SUBSTANCE: given invention refers to arylamines of formula (I) and their pharmaceutically acceptable salts which are active in relation to 5HT receptors, particularly show 5-HT6 modulating activity, and can be used for treating a number of diseases, such as obesity, or the other diseases, for treating 5-HT-associated condition selected from a group containing Alzheimer's disease, Hundington's disease, obesity, obesity-related disorder, insulin-independent diabetes, Alzheimer's disease related cognitive disorders, schizophrenia related cognitive disorders, reflux gastroesophagitis, non-ulcer dyspepsia, depression, anxiety, migraine, gastritis, gastric emptying disorder, eating disorders, gastrointestinal disorders, constipations, panic attacks, memory impairment, disturbed sleep, alcohol-use disorders, anorexia, bulimia, obsessive-compulsive disorders, psychosis, Parkinson's disease, Hundington's chorea, and/or schizophrenia, drug abuse and attention deficit/hyperactivity disorder (ADHD).
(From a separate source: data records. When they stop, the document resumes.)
// SPDX-FileCopyrightText: © 2023 Tenstorrent Inc.
// SPDX-License-Identifier: Apache-2.0

//! Uniform access to one chip, whether it sits on the host bus or behind an ethernet tunnel.

pub mod arc;
pub mod spi;

use std::collections::{BTreeMap, BTreeSet, HashMap};
use std::sync::atomic::{AtomicBool, Ordering};
use std::sync::{Arc, Mutex};

use luwen_core::{Arch, EthCoord};
use serde::{Deserialize, Serialize};
use tracing::debug;

use crate::error::PlatformError;
use crate::noc_port::{selected_noc, NocId};
use crate::remote::{RemoteTransport, RemoteTransportConfig, TunnelState};

pub use arc::{ArcMsg, ArcMsgOk, ArcMsgOptions};

/// Largest single NOC transfer issued by the default dma implementation.
pub const DMA_CHUNK_SIZE: usize = 1 << 20;

#[derive(Clone, Debug, PartialEq, Eq, Serialize, Deserialize)]
pub struct PciDeviceInfo {
    pub interface_id: usize,
    pub vendor_id: u16,
    pub device_id: u16,
    pub subsystem_vendor_id: u16,
    pub subsystem_id: u16,
    /// domain:bus:slot.function
    pub bdf: String,
    pub arch: Arch,
}

/// Host bus access to one directly attached chip.
pub trait DeviceBackend: Send + Sync {
    fn info(&self) -> &PciDeviceInfo;

    fn noc_read(
        &self,
        noc: NocId,
        core: (u8, u8),
        addr: u64,
        data: &mut [u8],
    ) -> Result<(), PlatformError>;

    fn noc_write(
        &self,
        noc: NocId,
        core: (u8, u8),
        addr: u64,
        data: &[u8],
    ) -> Result<(), PlatformError>;

    fn noc_read32(&self, noc: NocId, core: (u8, u8), addr: u64) -> Result<u32, PlatformError> {
        let mut value = [0u8; 4];
        self.noc_read(noc, core, addr, &mut value)?;
        Ok(u32::from_le_bytes(value))
    }

    fn noc_write32(
        &self,
        noc: NocId,
        core: (u8, u8),
        addr: u64,
        value: u32,
    ) -> Result<(), PlatformError> {
        self.noc_write(noc, core, addr, &value.to_le_bytes())
    }

    /// Bulk transfer, backends with a dma engine override this.
    fn dma_read(
        &self,
        noc: NocId,
        core: (u8, u8),
        addr: u64,
        data: &mut [u8],
    ) -> Result<(), PlatformError> {
        for (i, chunk) in data.chunks_mut(DMA_CHUNK_SIZE).enumerate() {
            self.noc_read(noc, core, addr + (i * DMA_CHUNK_SIZE) as u64, chunk)?;
        }
        Ok(())
    }

    fn dma_write(
        &self,
        noc: NocId,
        core: (u8, u8),
        addr: u64,
        data: &[u8],
    ) -> Result<(), PlatformError> {
        for (i, chunk) in data.chunks(DMA_CHUNK_SIZE).enumerate() {
            self.noc_write(noc, core, addr + (i * DMA_CHUNK_SIZE) as u64, chunk)?;
        }
        Ok(())
    }
}

/// Lists and opens the chips attached to the host bus.
///
/// An empty `targets` set selects every device.
pub trait PciEnumerator {
    fn enumerate_devices(&self, targets: &BTreeSet<usize>) -> Result<Vec<usize>, PlatformError>;

    fn enumerate_devices_info(
        &self,
        targets: &BTreeSet<usize>,
    ) -> Result<BTreeMap<usize, PciDeviceInfo>, PlatformError>;

    fn open(&self, interface_id: usize) -> Result<Arc<dyn DeviceBackend>, PlatformError>;
}

/// A chip mapped over the host bus.
pub struct LocalDevice {
    backend: Arc<dyn DeviceBackend>,
    initialized: AtomicBool,
    tunnels: Mutex<HashMap<(u8, u8), Arc<TunnelState>>>,
}

impl std::fmt::Debug for LocalDevice {
    fn fmt(&self, f: &mut std::fmt::Formatter<'_>) -> std::fmt::Result {
        f.debug_struct("LocalDevice")
            .field("info", self.backend.info())
            .field("initialized", &self.is_initialized())
            .finish()
    }
}

impl LocalDevice {
    pub fn new(backend: Arc<dyn DeviceBackend>) -> Self {
        LocalDevice {
            backend,
            initialized: AtomicBool::new(false),
            tunnels: Mutex::new(HashMap::new()),
        }
    }

    pub fn open(
        enumerator: &dyn PciEnumerator,
        interface_id: usize,
    ) -> Result<Self, PlatformError> {
        Ok(Self::new(enumerator.open(interface_id)?))
    }

    pub fn backend(&self) -> &Arc<dyn DeviceBackend> {
        &self.backend
    }

    pub fn info(&self) -> &PciDeviceInfo {
        self.backend.info()
    }

    pub fn arch(&self) -> Arch {
        self.backend.info().arch
    }

    pub fn interface_id(&self) -> usize {
        self.backend.info().interface_id
    }

    fn name(&self) -> String {
        format!("pci device {}", self.interface_id())
    }

    pub fn is_initialized(&self) -> bool {
        self.initialized.load(Ordering::Acquire)
    }

    pub fn init(&self) -> Result<(), PlatformError> {
        if self.initialized.swap(true, Ordering::AcqRel) {
            return Err(PlatformError::AlreadyInitialized {
                device: self.name(),
            });
        }
        debug!("Initialized {} ({})", self.name(), self.info().bdf);
        Ok(())
    }

    fn ensure_initialized(&self) -> Result<(), PlatformError> {
        if self.is_initialized() {
            Ok(())
        } else {
            Err(PlatformError::NotInitialized {
                device: self.name(),
            })
        }
    }

    /// Locks shared by everything tunnelling through `eth_core`.
    pub(crate) fn tunnel_state(&self, eth_core: (u8, u8)) -> Arc<TunnelState> {
        let mut tunnels = self
            .tunnels
            .lock()
            .unwrap_or_else(|poisoned| poisoned.into_inner());
        tunnels.entry(eth_core).or_default().clone()
    }

    pub fn noc_read(
        &self,
        core: (u8, u8),
        addr: u64,
        data: &mut [u8],
    ) -> Result<(), PlatformError> {
        self.ensure_initialized()?;
        self.backend.noc_read(selected_noc(), core, addr, data)
    }

    pub fn noc_write(&self, core: (u8, u8), addr: u64, data: &[u8]) -> Result<(), PlatformError> {
        self.ensure_initialized()?;
        self.backend.noc_write(selected_noc(), core, addr, data)
    }

    pub fn noc_read32(&self, core: (u8, u8), addr: u64) -> Result<u32, PlatformError> {
        self.ensure_initialized()?;
        self.backend.noc_read32(selected_noc(), core, addr)
    }

    pub fn noc_write32(&self, core: (u8, u8), addr: u64, value: u32) -> Result<(), PlatformError> {
        self.ensure_initialized()?;
        self.backend.noc_write32(selected_noc(), core, addr, value)
    }

    pub fn dma_read(
        &self,
        core: (u8, u8),
        addr: u64,
        data: &mut [u8],
    ) -> Result<(), PlatformError> {
        self.ensure_initialized()?;
        self.backend.dma_read(selected_noc(), core, addr, data)
    }

    pub fn dma_write(&self, core: (u8, u8), addr: u64, data: &[u8]) -> Result<(), PlatformError> {
        self.ensure_initialized()?;
        self.backend.dma_write(selected_noc(), core, addr, data)
    }
}

/// A chip reached through an ethernet core of a [`LocalDevice`].
pub struct RemoteDevice {
    target: EthCoord,
    transport: RemoteTransport,
    initialized: AtomicBool,
}

impl std::fmt::Debug for RemoteDevice {
    fn fmt(&self, f: &mut std::fmt::Formatter<'_>) -> std::fmt::Result {
        f.debug_struct("RemoteDevice")
            .field("target", &self.target)
            .field("via", &self.transport.local().interface_id())
            .field("eth_core", &self.transport.eth_core())
            .finish()
    }
}

impl RemoteDevice {
    /// The entry chip must already be initialized.
    pub fn new(
        local: Arc<LocalDevice>,
        target: EthCoord,
        eth_core: (u8, u8),
        config: RemoteTransportConfig,
    ) -> Result<Self, PlatformError> {
        local.ensure_initialized()?;
        if !local.arch().is_wormhole() {
            return Err(PlatformError::unsupported("ethernet tunnelling", local.arch()));
        }

        Ok(RemoteDevice {
            target,
            transport: RemoteTransport::new(local, eth_core, config),
            initialized: AtomicBool::new(false),
        })
    }

    pub fn target(&self) -> &EthCoord {
        &self.target
    }

    pub fn transport(&self) -> &RemoteTransport {
        &self.transport
    }

    pub fn local(&self) -> &Arc<LocalDevice> {
        self.transport.local()
    }

    pub fn arch(&self) -> Arch {
        self.local().arch()
    }

    fn name(&self) -> String {
        format!(
            "remote chip {} via pci device {}",
            self.target,
            self.local().interface_id()
        )
    }

    pub fn is_initialized(&self) -> bool {
        self.initialized.load(Ordering::Acquire)
    }

    /// Bind the tunnel: drop any responses a previous user left behind.
    pub fn init(&self) -> Result<(), PlatformError> {
        if self.initialized.load(Ordering::Acquire) {
            return Err(PlatformError::AlreadyInitialized {
                device: self.name(),
            });
        }
        self.transport.fixup_response_queue()?;
        if self.initialized.swap(true, Ordering::AcqRel) {
            return Err(PlatformError::AlreadyInitialized {
                device: self.name(),
            });
        }
        debug!(
            "Bound {} to ethernet core ({}, {})",
            self.name(),
            self.transport.eth_core().0,
            self.transport.eth_core().1
        );
        Ok(())
    }

    fn ensure_initialized(&self) -> Result<(), PlatformError> {
        if self.is_initialized() {
            Ok(())
        } else {
            Err(PlatformError::NotInitialized {
                device: self.name(),
            })
        }
    }

    pub fn noc_read(
        &self,
        core: (u8, u8),
        addr: u64,
        data: &mut [u8],
    ) -> Result<(), PlatformError> {
        self.ensure_initialized()?;
        self.transport.read(&self.target, core, addr, data)
    }

    pub fn noc_write(&self, core: (u8, u8), addr: u64, data: &[u8]) -> Result<(), PlatformError> {
        self.ensure_initialized()?;
        self.transport.write(&self.target, core, addr, data)
    }

    pub fn noc_read32(&self, core: (u8, u8), addr: u64) -> Result<u32, PlatformError> {
        self.ensure_initialized()?;
        self.transport.read32(&self.target, core, addr)
    }

    pub fn noc_write32(&self, core: (u8, u8), addr: u64, value: u32) -> Result<(), PlatformError> {
        self.ensure_initialized()?;
        self.transport.write32(&self.target, core, addr, value)
    }

    pub fn wait_for_flush(&self) -> Result<(), PlatformError> {
        self.ensure_initialized()?;
        self.transport.wait_for_flush()
    }
}

/// Handle used by everything above the transport.
#[derive(Debug)]
pub enum TTDevice {
    Local(Arc<LocalDevice>),
    Remote(RemoteDevice),
}

impl From<LocalDevice> for TTDevice {
    fn from(value: LocalDevice) -> Self {
        TTDevice::Local(Arc::new(value))
    }
}

impl From<Arc<LocalDevice>> for TTDevice {
    fn from(value: Arc<LocalDevice>) -> Self {
        TTDevice::Local(value)
    }
}

impl From<RemoteDevice> for TTDevice {
    fn from(value: RemoteDevice) -> Self {
        TTDevice::Remote(value)
    }
}

impl TTDevice {
    pub fn init_tt_device(&self) -> Result<(), PlatformError> {
        match self {
            TTDevice::Local(local) => local.init(),
            TTDevice::Remote(remote) => remote.init(),
        }
    }

    pub fn is_initialized(&self) -> bool {
        match self {
            TTDevice::Local(local) => local.is_initialized(),
            TTDevice::Remote(remote) => remote.is_initialized(),
        }
    }

    pub fn is_remote(&self) -> bool {
        matches!(self, TTDevice::Remote(_))
    }

    pub fn arch(&self) -> Arch {
        match self {
            TTDevice::Local(local) => local.arch(),
            TTDevice::Remote(remote) => remote.arch(),
        }
    }

    /// The directly attached chip that carries this device's traffic.
    pub fn local(&self) -> &Arc<LocalDevice> {
        match self {
            TTDevice::Local(local) => local,
            TTDevice::Remote(remote) => remote.local(),
        }
    }

    pub fn as_remote(&self) -> Option<&RemoteDevice> {
        match self {
            TTDevice::Local(_) => None,
            TTDevice::Remote(remote) => Some(remote),
        }
    }

    pub fn noc_read(
        &self,
        core: (u8, u8),
        addr: u64,
        data: &mut [u8],
    ) -> Result<(), PlatformError> {
        match self {
            TTDevice::Local(local) => local.noc_read(core, addr, data),
            TTDevice::Remote(remote) => remote.noc_read(core, addr, data),
        }
    }

    pub fn noc_write(&self, core: (u8, u8), addr: u64, data: &[u8]) -> Result<(), PlatformError> {
        match self {
            TTDevice::Local(local) => local.noc_write(core, addr, data),
            TTDevice::Remote(remote) => remote.noc_write(core, addr, data),
        }
    }

    pub fn noc_read32(&self, core: (u8, u8), addr: u64) -> Result<u32, PlatformError> {
        match self {
            TTDevice::Local(local) => local.noc_read32(core, addr),
            TTDevice::Remote(remote) => remote.noc_read32(core, addr),
        }
    }

    pub fn noc_write32(&self, core: (u8, u8), addr: u64, value: u32) -> Result<(), PlatformError> {
        match self {
            TTDevice::Local(local) => local.noc_write32(core, addr, value),
            TTDevice::Remote(remote) => remote.noc_write32(core, addr, value),
        }
    }

    pub fn dma_read(
        &self,
        core: (u8, u8),
        addr: u64,
        data: &mut [u8],
    ) -> Result<(), PlatformError> {
        match self {
            TTDevice::Local(local) => local.dma_read(core, addr, data),
            TTDevice::Remote(remote) => remote.noc_read(core, addr, data),
        }
    }

    pub fn dma_write(&self, core: (u8, u8), addr: u64, data: &[u8]) -> Result<(), PlatformError> {
        match self {
            TTDevice::Local(local) => local.dma_write(core, addr, data),
            TTDevice::Remote(remote) => remote.noc_write(core, addr, data),
        }
    }

    pub fn spi_read(&self, addr: u32, data: &mut [u8]) -> Result<(), PlatformError> {
        spi::spi_read(self, addr, data)
    }

    pub fn spi_write(&self, addr: u32, data: &[u8]) -> Result<(), PlatformError> {
        spi::spi_write(self, addr, data)
    }

    pub fn arc_msg(&self, options: &ArcMsgOptions) -> Result<ArcMsgOk, PlatformError> {
        arc::arc_msg(self, options)
    }

    /// Block until posted writes have landed. A no-op for local devices.
    pub fn wait_for_flush(&self) -> Result<(), PlatformError> {
        match self {
            TTDevice::Local(local) => local.ensure_initialized(),
            TTDevice::Remote(remote) => remote.wait_for_flush(),
        }
    }
}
In the compound of formula (I) n means 1; A means C1-C3alkylene; R1 means hydrogen or C1-C10alkyl; R2 means C1-C10alkoxy, C(O)CF3 or SO2R6, where R6 can be C1-C4 alkyl R3 and R4 independently means hydrogen, substituted or unsubstituted C1-C7alkyl, where a substituted is selected from dihydrobenzodioxidine or benzodioxole, probably substituted by halogen; phenyl, probably substituted by C1-C4alkyl, C1-C4alkoxy, halogen, trifluoromethyl; aryl selected form naphthyl or tetrahydronaphthyl, optionally substituted by C1-C4alkyl, C1-C4alkoxy; heteroaryl, 5-members heteroaryl condensed with the benzoic ring with sulphur atom as a heteroatom, chromanyl probably substituted by halogen; B means a bound; and X and Y means -CH-.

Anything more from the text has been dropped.